▶ Requirement:
Only the lines that hold "against" should be in the answer, each copied from the data below.
*** Listed records ***
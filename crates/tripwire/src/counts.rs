// Copyright (c) Microsoft Corporation.
// Licensed under the MIT License.

use std::collections::{HashMap, VecDeque};
use std::mem;

use crate::error::FaultName;

/// Outcome tallies for one window bucket or reporting interval.
#[derive(Debug, Clone, Default, PartialEq, Eq)]
pub struct Counts {
    /// Calls observed.
    pub total: u32,
    /// Calls that completed without a fault.
    pub success: u32,
    /// Calls that ended in any fault, timeouts and rejections included.
    pub total_faults: u32,
    /// Fault tallies keyed by fault name.
    pub faults: HashMap<FaultName, u32>,
}

impl Counts {
    fn record_fault(&mut self, name: &FaultName) {
        self.total_faults = self.total_faults.saturating_add(1);
        *self.faults.entry(name.clone()).or_insert(0) += 1;
    }
}

/// A bounded sliding window of fixed-duration buckets with an incrementally
/// maintained running aggregate.
///
/// Outcomes land in the currently open bucket; [`roll`][Self::roll] closes
/// it and opens a fresh one, evicting the oldest bucket once the retention
/// limit is reached. The running sum always equals the exact sum of the open
/// bucket and every retained bucket, so rate queries are O(1) regardless of
/// window shape.
#[derive(Debug)]
pub(crate) struct WindowCounters {
    open: Counts,
    closed: VecDeque<Counts>,
    sum: Counts,
    bucket_count: usize,
}

impl WindowCounters {
    pub fn new(bucket_count: usize) -> Self {
        Self {
            open: Counts::default(),
            closed: VecDeque::with_capacity(bucket_count),
            sum: Counts::default(),
            bucket_count,
        }
    }

    pub fn add_success(&mut self) {
        self.open.total = self.open.total.saturating_add(1);
        self.open.success = self.open.success.saturating_add(1);
        self.sum.total = self.sum.total.saturating_add(1);
        self.sum.success = self.sum.success.saturating_add(1);
    }

    pub fn add_fault(&mut self, name: &FaultName) {
        self.open.total = self.open.total.saturating_add(1);
        self.open.record_fault(name);
        self.sum.total = self.sum.total.saturating_add(1);
        self.sum.record_fault(name);
    }

    /// Closes the open bucket and starts a new one, evicting the oldest
    /// bucket once more than `bucket_count` slices would be retained.
    ///
    /// Evicted values are subtracted from the running sum; fault names whose
    /// count reaches zero are removed, bounding memory to the names seen in
    /// the current window.
    pub fn roll(&mut self) {
        self.closed.push_back(mem::take(&mut self.open));

        if self.closed.len() + 1 > self.bucket_count
            && let Some(evicted) = self.closed.pop_front()
        {
            self.sum.total -= evicted.total;
            self.sum.success -= evicted.success;
            self.sum.total_faults -= evicted.total_faults;
            for (name, count) in &evicted.faults {
                if let Some(entry) = self.sum.faults.get_mut(name) {
                    *entry -= count;
                    if *entry == 0 {
                        self.sum.faults.remove(name);
                    }
                }
            }
        }
    }

    /// Clears every bucket and the running sum.
    pub fn reset(&mut self) {
        self.open = Counts::default();
        self.closed.clear();
        self.sum = Counts::default();
    }

    /// The running aggregate over the open bucket and all retained buckets.
    pub fn totals(&self) -> &Counts {
        &self.sum
    }

    /// Fraction of calls in the window that ended in any fault; `0.0` when
    /// the window is empty.
    pub fn error_rate(&self) -> f32 {
        rate(self.sum.total_faults, self.sum.total)
    }

    /// Fraction of calls in the window that ended in the named fault; `0.0`
    /// when the window is empty or the name is absent.
    pub fn named_error_rate(&self, name: &str) -> f32 {
        rate(self.sum.faults.get(name).copied().unwrap_or(0), self.sum.total)
    }
}

#[expect(clippy::cast_possible_truncation, reason = "Acceptable")]
fn rate(part: u32, total: u32) -> f32 {
    if total == 0 {
        0.0
    } else {
        (f64::from(part) / f64::from(total)) as f32
    }
}
// Copyright (c) Microsoft Corporation.
// Licensed under the MIT License.

//! The circuit breaker engine.
//!
//! A [`Breaker`] wraps an unreliable asynchronous operation and protects
//! callers from cascading failure. It tracks outcomes in a rolling health
//! window, short-circuits calls when the measured error rate crosses a
//! threshold, bounds the number of concurrent in-flight calls with a FIFO
//! queue, enforces a per-call timeout, and probes recovery with a single
//! trial call after a configurable reset time.
//!
//! # Quick Start
//!
//! ```
//! use std::time::Duration;
//!
//! use anyspawn::Spawner;
//! use tick::Clock;
//! use tripwire::{Breaker, Fault};
//!
//! # #[tokio::main(flavor = "current_thread")]
//! # async fn main() -> Result<(), Box<dyn std::error::Error>> {
//! let clock = Clock::new_frozen();
//! let spawner = Spawner::new_tokio();
//!
//! let breaker = Breaker::builder(&clock, &spawner)
//!     .name("echo")
//!     .timeout(Duration::from_millis(500))
//!     .error_threshold(0.5)
//!     .classify_with(|output: &Result<String, String>, _| {
//!         output
//!             .as_ref()
//!             .err()
//!             .map(|message| Fault::new("EchoError").with_message(message.clone()))
//!     })
//!     .protect(|request: String| async move { Ok(request) })?;
//!
//! let response = breaker.execute("hello".to_string()).await?;
//! assert_eq!(response, Ok("hello".to_string()));
//! # Ok(())
//! # }
//! ```
//!
//! # States
//!
//! The circuit state is *derived*: it is recomputed from the rolling window,
//! the last-fault timestamp, and the configuration on every query, never
//! stored.
//!
//! ```text
//! ┌────────┐   error rate reaches a threshold    ┌──────────┐
//! │ Closed │ ───────────────────────────────────▶│   Open   │
//! └────────┘                                     └──────────┘
//!      ▲                                               │
//!      │ probe            ┌────────────┐               │ reset time
//!      │ succeeds         │ Half-Open  │◀──────────────┘ elapses
//!      └──────────────────└────────────┘
//! ```
//!
//! - **Closed**: calls are admitted; outcomes feed the window.
//! - **Open**: calls are rejected without invoking the operation. Each
//!   rejection is recorded as a fault, which keeps the measured error rate
//!   up: the circuit is sticky until the reset time elapses. Rejections do
//!   not push the reset clock forward.
//! - **Half-Open**: one probe call is admitted. Success clears the entire
//!   window and closes the circuit; failure reopens it for another reset
//!   period.
//!
//! # Admission and concurrency
//!
//! When a concurrency limit is set and all slots are taken, calls queue in
//! FIFO order. A finishing call hands its slot directly to the oldest
//! waiter, so the active-call count never exceeds the limit. The dequeued
//! call re-enters admission against the *current* state and can still be
//! rejected if the circuit opened in the meantime.
//!
//! # Timeouts
//!
//! An admitted call races its operation against the configured timeout.
//! Whichever side finishes first decides the outcome, exactly once: when
//! the timeout wins, the engine stops waiting and the operation's result is
//! discarded.
//!
//! # Reporting
//!
//! Two periodic processes run per breaker, started lazily on the first call
//! (or eagerly via [`Breaker::start`]) and stopped by [`Breaker::stop`] or
//! drop: the window roll (cadence = bucket size) and the interval rollover
//! (cadence = interval size), which pushes an [`IntervalSnapshot`] to every
//! [`subscriber`][Breaker::subscribe].
//!
//! # Defaults
//!
//! | Parameter | Default | Configured by |
//! |-----------|---------|---------------|
//! | Timeout | 3 s | [`timeout`][BreakerBuilder::timeout] |
//! | Reset time | 1 s | [`reset_time`][BreakerBuilder::reset_time] |
//! | Volume threshold | 10 calls | [`volume_threshold`][BreakerBuilder::volume_threshold] |
//! | Error threshold | 0.05 | [`error_threshold`][BreakerBuilder::error_threshold] |
//! | Named thresholds | none | [`named_fault_threshold`][BreakerBuilder::named_fault_threshold] |
//! | Concurrency limit | unbounded | [`concurrency_limit`][BreakerBuilder::concurrency_limit] |
//! | Window shape | 10 × 1 s | [`window_bucket_size`][BreakerBuilder::window_bucket_size], [`window_bucket_count`][BreakerBuilder::window_bucket_count] |
//! | Interval size | 1 s | [`interval_size`][BreakerBuilder::interval_size] |

use std::sync::{Arc, Mutex};
use std::time::Duration;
***
▶ Solution for this problem:
//! call re-enters admission against the *current* state and can still be
//! An admitted call races its operation against the configured timeout.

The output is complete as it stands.